═════ INPUT FOR THIS TASK

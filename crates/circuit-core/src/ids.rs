//! Stable identifiers for vertices, edges, and the equivalents the reducer
//! synthesizes while collapsing a circuit.
//!
//! Every identifier is a newtype over `u64` so a [`VertexId`] can never be
//! confused with an [`EdgeId`] at a call site.

use serde::{Deserialize, Serialize};
use std::fmt;

/// Identifier for a vertex in the editor-form circuit.
#[derive(Debug, Clone, Copy, PartialEq, Eq, Hash, PartialOrd, Ord, Serialize, Deserialize)]
#[serde(transparent)]
pub struct VertexId(pub u64);

/// Identifier for an edge in the editor-form circuit.
#[derive(Debug, Clone, Copy, PartialEq, Eq, Hash, PartialOrd, Ord, Serialize, Deserialize)]
#[serde(transparent)]
pub struct EdgeId(pub u64);

impl VertexId {
    #[inline]
    pub fn new(value: u64) -> Self {
        VertexId(value)
    }
    #[inline]
    pub fn value(self) -> u64 {
        self.0
    }
}

impl EdgeId {
    #[inline]
    pub fn new(value: u64) -> Self {
        EdgeId(value)
    }
    #[inline]
    pub fn value(self) -> u64 {
        self.0
    }
}

impl fmt::Display for VertexId {
    fn fmt(&self, f: &mut fmt::Formatter<'_>) -> fmt::Result {
        write!(f, "v{}", self.0)
    }
}

impl fmt::Display for EdgeId {
    fn fmt(&self, f: &mut fmt::Formatter<'_>) -> fmt::Result {
        write!(f, "e{}", self.0)
    }
}

/// A display name for an equivalent element synthesized by the reducer, of
/// the form `level.counter` (e.g. `2.3`), plus the `generated` marker that
/// lets consumers hide its value/label by default.
#[derive(Debug, Clone, PartialEq, Serialize, Deserialize)]
pub struct GeneratedName {
    pub level: usize,
    pub counter: usize,
}

impl GeneratedName {
    pub fn new(level: usize, counter: usize) -> Self {
        Self { level, counter }
    }
}

impl fmt::Display for GeneratedName {
    fn fmt(&self, f: &mut fmt::Formatter<'_>) -> fmt::Result {
        write!(f, "{}.{}", self.level, self.counter)
    }
}

/// A monotonically increasing source of fresh identifiers, scoped to one
/// analysis run. Not global/shared state — each entry point constructs its
/// own.
#[derive(Debug, Default)]
pub struct IdGen {
    next_vertex: u64,
    next_edge: u64,
}

impl IdGen {
    pub fn new() -> Self {
        Self::default()
    }

    /// An id generator whose first fresh edge/vertex id is guaranteed past
    /// both `max_existing_edge` and `max_existing_vertex`, so ids it hands
    /// out never collide with ids already in use.
    pub fn starting_after(max_existing_vertex: u64, max_existing_edge: u64) -> Self {
        Self {
            next_vertex: max_existing_vertex.saturating_add(1),
            next_edge: max_existing_edge.saturating_add(1),
        }
    }

    pub fn fresh_vertex(&mut self) -> VertexId {
        let id = VertexId(self.next_vertex);
        self.next_vertex += 1;
        id
    }

    pub fn fresh_edge(&mut self) -> EdgeId {
        let id = EdgeId(self.next_edge);
        self.next_edge += 1;
        id
    }
}

#[cfg(test)]
mod tests {
    use super::*;

    #[test]
    fn generated_name_displays_level_dot_counter() {
        assert_eq!(GeneratedName::new(2, 3).to_string(), "2.3");
    }

    #[test]
    fn id_gen_yields_distinct_increasing_ids() {
        let mut gen = IdGen::new();
        let a = gen.fresh_edge();
        let b = gen.fresh_edge();
        assert_ne!(a, b);
        assert!(b.value() > a.value());
    }
}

══════════

● PROBLEM REQUIREMENTS
The reply should hold only the lines from the beginning of the listing above through the line with "use std::fmt;", each one written exactly as it appears.

● ANSWER TO THIS EXERCISE
filename crates/circuit-core/src/ids.rs
//! Stable identifiers for vertices, edges, and the equivalents the reducer
//! synthesizes while collapsing a circuit.
//!
//! Every identifier is a newtype over `u64` so a [`VertexId`] can never be
//! confused with an [`EdgeId`] at a call site.

use serde::{Deserialize, Serialize};
use std::fmt;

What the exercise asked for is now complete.